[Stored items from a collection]
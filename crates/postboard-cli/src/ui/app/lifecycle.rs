//! Application lifecycle operations (constructors, loading, raw mode)

use crossterm::execute;
use crossterm::terminal::{self, EnterAlternateScreen, LeaveAlternateScreen};
use postboard_core::{Config, DataStore, Result};
use postboard_providers::Gateway;
use ratatui::Terminal;
use ratatui::backend::{Backend, CrosstermBackend};
use std::io;
use std::path::PathBuf;
use std::pin::pin;
use std::time::Duration;
use tokio::time::{MissedTickBehavior, interval};

use super::key_handling::is_quit_event;
use super::tui_app::TuiApp;
use crate::ui::event_source::{CrosstermEventSource, InputEventSource};
use crate::ui::input::SearchInput;
use crate::ui::layout;
use crate::ui::renderer::{FocusedPane, Renderer};
use crate::ui::state::{LoadState, UiState};

/// Interval between spinner frames while loading
pub const SPINNER_TICK: Duration = Duration::from_millis(100);

impl TuiApp<CrosstermBackend<io::Stdout>> {
    /// Creates a `TuiApp` drawing to stdout and reading crossterm events
    ///
    /// # Errors
    /// Returns an error if terminal initialization or clearing fails.
    pub fn new(gateway: Gateway, config: Config, config_path: Option<PathBuf>) -> Result<Self> {
        let mut terminal = Terminal::new(CrosstermBackend::new(io::stdout()))?;
        terminal.clear()?;

        Ok(Self::with_backend(terminal, Box::new(CrosstermEventSource), gateway, config)
            .with_config_path(config_path))
    }

    /// Enables raw mode and switches to the alternate screen
    ///
    /// # Errors
    /// Returns an error if the terminal rejects either mode.
    pub fn enable_raw_mode() -> Result<()> {
        terminal::enable_raw_mode()?;
        execute!(io::stdout(), EnterAlternateScreen)?;
        Ok(())
    }

    /// Leaves the alternate screen and disables raw mode
    ///
    /// # Errors
    /// Returns an error if restoring the terminal fails.
    pub fn disable_raw_mode(&mut self) -> Result<()> {
        execute!(io::stdout(), LeaveAlternateScreen)?;
        terminal::disable_raw_mode()?;
        self.terminal.show_cursor()?;
        Ok(())
    }
}

impl<B: Backend> TuiApp<B> {
    /// Creates an app over any backend and event source
    pub fn with_backend(
        terminal: Terminal<B>,
        event_source: Box<dyn InputEventSource + Send>,
        gateway: Gateway,
        config: Config,
    ) -> Self {
        let theme = config.ui.theme;
        Self {
            terminal,
            event_source,
            gateway,
            store: DataStore::default(),
            state: UiState::default(),
            search_input: SearchInput::default(),
            renderer: Renderer::new(theme),
            focused_pane: FocusedPane::default(),
            layout_cache: layout::LayoutCache::new(),
            config,
            config_path: None,
        }
    }

    /// Persists theme changes to `path`
    #[must_use]
    pub fn with_config_path(mut self, path: Option<PathBuf>) -> Self {
        self.config_path = path;
        self
    }

    /// Replaces the input event source
    pub fn set_event_source(&mut self, event_source: Box<dyn InputEventSource + Send>) {
        self.event_source = event_source;
    }

    /// Runs the initial load: `Idle -> Loading -> Ready | Failed`.
    ///
    /// The spinner keeps animating until the gateway resolves. Input that
    /// arrives meanwhile is thrown away so no search runs before the data
    /// exists; only the quit keys are honoured. Calling this again after the
    /// first load does nothing.
    ///
    /// Returns `true` when the user asked to quit while loading.
    ///
    /// # Errors
    /// Returns an error if reading input or drawing to the terminal fails.
    /// A failed load is not an error: it ends in [`LoadState::Failed`].
    pub async fn load(&mut self) -> Result<bool> {
        self.state.enter_loading();
        if self.state.load_state() != LoadState::Loading {
            return Ok(false);
        }
        self.render()?;

        let gateway = self.gateway.clone();
        let mut fetch = pin!(gateway.load());
        let mut ticker = interval(SPINNER_TICK);
        ticker.set_missed_tick_behavior(MissedTickBehavior::Skip);

        let outcome = loop {
            tokio::select! {
                outcome = &mut fetch => break outcome,
                _ = ticker.tick() => {
                    if self.drain_pending_input()? {
                        return Ok(true);
                    }
                    self.state.advance_spinner();
                    self.render()?;
                }
            }
        };

        match outcome {
            Ok(store) => {
                self.store = store;
                self.state.enter_ready(&self.store);
            }
            Err(error) => {
                tracing::error!("Showing load failure notification: {error}");
                self.state.enter_failed();
            }
        }

        if self.drain_pending_input()? {
            return Ok(true);
        }
        self.render()?;
        Ok(false)
    }

    /// Drops every queued input event. Returns `true` as soon as a quit key
    /// is found.
    fn drain_pending_input(&mut self) -> Result<bool> {
        let mut discarded = 0usize;
        while self.event_source.poll(Duration::ZERO)? {
            let event = self.event_source.read()?;
            if is_quit_event(&event) {
                tracing::info!("Quit requested while loading");
                return Ok(true);
            }
            discarded += 1;
        }
        if discarded > 0 {
            tracing::debug!("Discarded {discarded} input events received while loading");
        }
        Ok(false)
    }
}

• [Exercise aim]
A complete, exact copy of the entries above is what is wanted.

• [Answer box]
filename crates/postboard-cli/src/ui/app/lifecycle.rs
//! Application lifecycle operations (constructors, loading, raw mode)

use crossterm::execute;
use crossterm::terminal::{self, EnterAlternateScreen, LeaveAlternateScreen};
use postboard_core::{Config, DataStore, Result};
use postboard_providers::Gateway;
use ratatui::Terminal;
use ratatui::backend::{Backend, CrosstermBackend};
use std::io;
use std::path::PathBuf;
use std::pin::pin;
use std::time::Duration;
use tokio::time::{MissedTickBehavior, interval};

use super::key_handling::is_quit_event;
use super::tui_app::TuiApp;
use crate::ui::event_source::{CrosstermEventSource, InputEventSource};
use crate::ui::input::SearchInput;
use crate::ui::layout;
use crate::ui::renderer::{FocusedPane, Renderer};
use crate::ui::state::{LoadState, UiState};

/// Interval between spinner frames while loading
pub const SPINNER_TICK: Duration = Duration::from_millis(100);

impl TuiApp<CrosstermBackend<io::Stdout>> {
    /// Creates a `TuiApp` drawing to stdout and reading crossterm events
    ///
    /// # Errors
    /// Returns an error if terminal initialization or clearing fails.
    pub fn new(gateway: Gateway, config: Config, config_path: Option<PathBuf>) -> Result<Self> {
        let mut terminal = Terminal::new(CrosstermBackend::new(io::stdout()))?;
        terminal.clear()?;

        Ok(Self::with_backend(terminal, Box::new(CrosstermEventSource), gateway, config)
            .with_config_path(config_path))
    }

    /// Enables raw mode and switches to the alternate screen
    ///
    /// # Errors
    /// Returns an error if the terminal rejects either mode.
    pub fn enable_raw_mode() -> Result<()> {
        terminal::enable_raw_mode()?;
        execute!(io::stdout(), EnterAlternateScreen)?;
        Ok(())
    }

    /// Leaves the alternate screen and disables raw mode
    ///
    /// # Errors
    /// Returns an error if restoring the terminal fails.
    pub fn disable_raw_mode(&mut self) -> Result<()> {
        execute!(io::stdout(), LeaveAlternateScreen)?;
        terminal::disable_raw_mode()?;
        self.terminal.show_cursor()?;
        Ok(())
    }
}

impl<B: Backend> TuiApp<B> {
    /// Creates an app over any backend and event source
    pub fn with_backend(
        terminal: Terminal<B>,
        event_source: Box<dyn InputEventSource + Send>,
        gateway: Gateway,
        config: Config,
    ) -> Self {
        let theme = config.ui.theme;
        Self {
            terminal,
            event_source,
            gateway,
            store: DataStore::default(),
            state: UiState::default(),
            search_input: SearchInput::default(),
            renderer: Renderer::new(theme),
            focused_pane: FocusedPane::default(),
            layout_cache: layout::LayoutCache::new(),
            config,
            config_path: None,
        }
    }

    /// Persists theme changes to `path`
    #[must_use]
    pub fn with_config_path(mut self, path: Option<PathBuf>) -> Self {
        self.config_path = path;
        self
    }

    /// Replaces the input event source
    pub fn set_event_source(&mut self, event_source: Box<dyn InputEventSource + Send>) {
        self.event_source = event_source;
    }

    /// Runs the initial load: `Idle -> Loading -> Ready | Failed`.
    ///
    /// The spinner keeps animating until the gateway resolves. Input that
    /// arrives meanwhile is thrown away so no search runs before the data
    /// exists; only the quit keys are honoured. Calling this again after the
    /// first load does nothing.
    ///
    /// Returns `true` when the user asked to quit while loading.
    ///
    /// # Errors
    /// Returns an error if reading input or drawing to the terminal fails.
    /// A failed load is not an error: it ends in [`LoadState::Failed`].
    pub async fn load(&mut self) -> Result<bool> {
        self.state.enter_loading();
        if self.state.load_state() != LoadState::Loading {
            return Ok(false);
        }
        self.render()?;

        let gateway = self.gateway.clone();
        let mut fetch = pin!(gateway.load());
        let mut ticker = interval(SPINNER_TICK);
        ticker.set_missed_tick_behavior(MissedTickBehavior::Skip);

        let outcome = loop {
            tokio::select! {
                outcome = &mut fetch => break outcome,
                _ = ticker.tick() => {
                    if self.drain_pending_input()? {
                        return Ok(true);
                    }
                    self.state.advance_spinner();
                    self.render()?;
                }
            }
        };

        match outcome {
            Ok(store) => {
                self.store = store;
                self.state.enter_ready(&self.store);
            }
            Err(error) => {
                tracing::error!("Showing load failure notification: {error}");
                self.state.enter_failed();
            }
        }

        if self.drain_pending_input()? {
            return Ok(true);
        }
        self.render()?;
        Ok(false)
    }

    /// Drops every queued input event. Returns `true` as soon as a quit key
    /// is found.
    fn drain_pending_input(&mut self) -> Result<bool> {
        let mut discarded = 0usize;
        while self.event_source.poll(Duration::ZERO)? {
            let event = self.event_source.read()?;
            if is_quit_event(&event) {
                tracing::info!("Quit requested while loading");
                return Ok(true);
            }
            discarded += 1;
        }
        if discarded > 0 {
            tracing::debug!("Discarded {discarded} input events received while loading");
        }
        Ok(false)
    }
}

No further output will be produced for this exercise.